The defendants filed motions to dismiss, arguing in part that plaintiffs’ Bivens claims were barred by Ohio’s two-year statute of limitations and specifically arguing that plaintiffs’ claims accrued in 1991, when plaintiffs were indicted, or at the latest, on April 4, 1995, when they filed motions to withdraw their guilty pleas. Plaintiffs argued that their claims did not accrue until the prosecutor dismissed the charges against them, in March of 1996. The magistrate judge found that plaintiffs’ claims accrued in April of 1995, when they filed their motions to withdraw their guilty pleas in state court, as that was when plaintiffs knew that the indictments were based on false information. Because plaintiffs did not file suit within two years, the magistrate judge dismissed plaintiffs’ Bivens claims against Marshall, Kuack, Sitter and Wacsak as time barred.3

III.

A district court’s dismissal under Fed.R.Civ.P. 12(b)(6) is reviewed de novo. See Decker v. Merrill Lynch, Pierce, Fenner and Smith, Inc., 205 F.3d 906, 909 (6th Cir.2000); Columbia Natural Res., Inc. v. Tatum, 58 F.3d 1101, 1109 (6th Cir.1995).

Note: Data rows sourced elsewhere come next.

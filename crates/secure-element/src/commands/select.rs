use bytes::Bytes;
use nexum_se_apdu::{ApduCommand, ExpectedLength};

use super::CLA_ISO;
use crate::constants::ins;

/// SELECT command choosing an applet by its AID
#[derive(Debug, Clone, PartialEq, Eq)]
pub struct SelectApplet {
    aid: Bytes,
}

impl SelectApplet {
    /// Select the applet identified by `aid`
    pub fn new(aid: impl Into<Bytes>) -> Self {
        Self { aid: aid.into() }
    }

    /// The application identifier being selected
    pub const fn aid(&self) -> &Bytes {
        &self.aid
    }
}

impl ApduCommand for SelectApplet {
    fn class(&self) -> u8 {
        CLA_ISO
    }

    fn instruction(&self) -> u8 {
        ins::SELECT
    }

    fn p1(&self) -> u8 {
        0x04
    }

    fn p2(&self) -> u8 {
        0x00
    }

    fn data(&self) -> Option<&[u8]> {
        Some(&self.aid)
    }

    fn expected_length(&self) -> Option<ExpectedLength> {
        None
    }
}
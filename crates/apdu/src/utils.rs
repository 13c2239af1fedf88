//! Byte utilities shared by command builders and response codecs

use bytes::{BufMut, Bytes, BytesMut};

use crate::error::FormatError;

/// Size of the blocks reordered by [`to_little_endian_chunks`]
pub const CHUNK_SIZE: usize = 32;

/// Largest length representable by a BER-TLV length field handled here
pub const MAX_TLV_LENGTH: usize = 0xFFFF;

/// Decode a hexadecimal string into bytes
///
/// Both upper and lower case digits are accepted.
///
/// # Errors
/// Returns [`FormatError::OddHexLength`] for an odd number of digits and
/// [`FormatError::InvalidHexCharacter`] for anything that is not a hex digit.
pub fn hex_to_bytes(s: &str) -> Result<Bytes, FormatError> {
    if s.len() % 2 != 0 {
        return Err(FormatError::OddHexLength(s.len()));
    }

    hex::decode(s).map(Bytes::from).map_err(|e| match e {
        hex::FromHexError::InvalidHexCharacter { c, index } => {
            FormatError::InvalidHexCharacter { c, index }
        }
        hex::FromHexError::OddLength | hex::FromHexError::InvalidStringLength => {
            FormatError::OddHexLength(s.len())
        }
    })
}

/// Reverse the byte order inside every consecutive 32-byte block
///
/// A trailing partial block is reversed in place as well. Applying this twice
/// returns the input whenever its length is a multiple of 32.
pub fn to_little_endian_chunks(data: &[u8]) -> Bytes {
    let mut out = BytesMut::from(data);
    for chunk in out.chunks_mut(CHUNK_SIZE) {
        chunk.reverse();
    }
    out.freeze()
}

/// Append a BER-TLV length field for `len` to `buf`
///
/// # Errors
/// Returns [`FormatError::TlvLengthTooLarge`] when `len` exceeds 65535.
pub fn put_tlv_length(buf: &mut impl BufMut, len: usize) -> Result<(), FormatError> {
    match len {
        0..=0x7F => buf.put_u8(len as u8),
        0x80..=0xFF => {
            buf.put_u8(0x81);
            buf.put_u8(len as u8);
        }
        0x100..=MAX_TLV_LENGTH => {
            buf.put_u8(0x82);
            buf.put_u16(len as u16);
        }
        _ => return Err(FormatError::TlvLengthTooLarge(len)),
    }
    Ok(())
}

/// Encode a BER-TLV length field
///
/// One byte up to 127, `0x81,n` up to 255 and `0x82,hi,lo` up to 65535.
pub fn encode_tlv_length(len: usize) -> Result<Bytes, FormatError> {
    let mut buf = BytesMut::with_capacity(3);
    put_tlv_length(&mut buf, len)?;
    Ok(buf.freeze())
}

/// Decode a BER-TLV length field from the start of `input`
///
/// `0x81` prefixes a 1-byte length and `0x82` a 2-byte big-endian length;
/// any other first byte is the length itself.
///
/// Returns the decoded length and the number of bytes the field occupied.
pub fn decode_tlv_length(input: &[u8]) -> Result<(usize, usize), FormatError> {
    let truncated = |needed: usize| FormatError::Truncated {
        needed,
        available: input.len(),
    };

    match input.first() {
        None => Err(truncated(1)),
        Some(0x81) => input
            .get(1)
            .map(|&len| (len as usize, 2))
            .ok_or_else(|| truncated(2)),
        Some(0x82) => input
            .get(1..3)
            .map(|len| (u16::from_be_bytes([len[0], len[1]]) as usize, 3))
            .ok_or_else(|| truncated(3)),
        Some(&len) => Ok((len as usize, 1)),
    }
}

It is undisputed that plaintiffs’ claims are governed by Ohio’s two-year statute of limitations. See Ohio Rev.Code Ann. § 2305 .10 (West 2001). The question of when the statute of limitations beings to run, however, is determined by federal law. See Wilson v. Garcia, 471 U.S. 261, 268-71, 105 S.Ct. 1938, 85 L.Ed.2d 254 (1985). Under federal law the statute begins to run when plaintiffs knew or should have known of the injury which forms the basis of their claims. Friedman v. Estate of Presser, 929 F.2d 1151, 1159 (6th Cir.1991) (citing Sevier v. [501]*501Turner, 742 F.2d 262, 273 (6th Cir.1984)); Keating v. Carey, 706 F.2d 377, 382 (2d Cir.1983). “This inquiry focuses on the harm incurred, rather than the plaintiffs knowledge of the underlying facts which gave rise to the harm.” Id. (citing Shannon v. Recording Indus. Ass’n of Amer., 661 F.Supp. 205, 210 (S.D.Ohio 1987)). “A plaintiff has reason to know of his injury when he should have discovered it through the exercise of reasonable diligence.” Sevier, 742 F.2d at 273 (citing Briley v. California, 564 F.2d 849, 855 (9th Cir.1977)).

C.

1.

Plaintiffs argue that the statute did not begin to run until March 26, 1996, when the prosecutor dismissed the charges against them. Plaintiffs in particular rely on our decision in Shamaeizadeh v. Cunigan, 182 F.3d 391 (6th Cir.), cert. denied, 528 U.S. 1021, 120 S.Ct. 531, 145 L.Ed.2d 412 (1999) decided after the magistrate judge’s decision here.

The plaintiff in Shamaeizadeh sued the police officers and police department under 42 U.S.C. § 1983 regarding an alleged illegal search of his house and a subsequent criminal proceeding. As a result of the search, Shamaeizadeh and others were charged with various drug and weapons crimes. Shamaeizadeh moved to suppress the evidence on the grounds that the search was illegal; the district court granted the motion.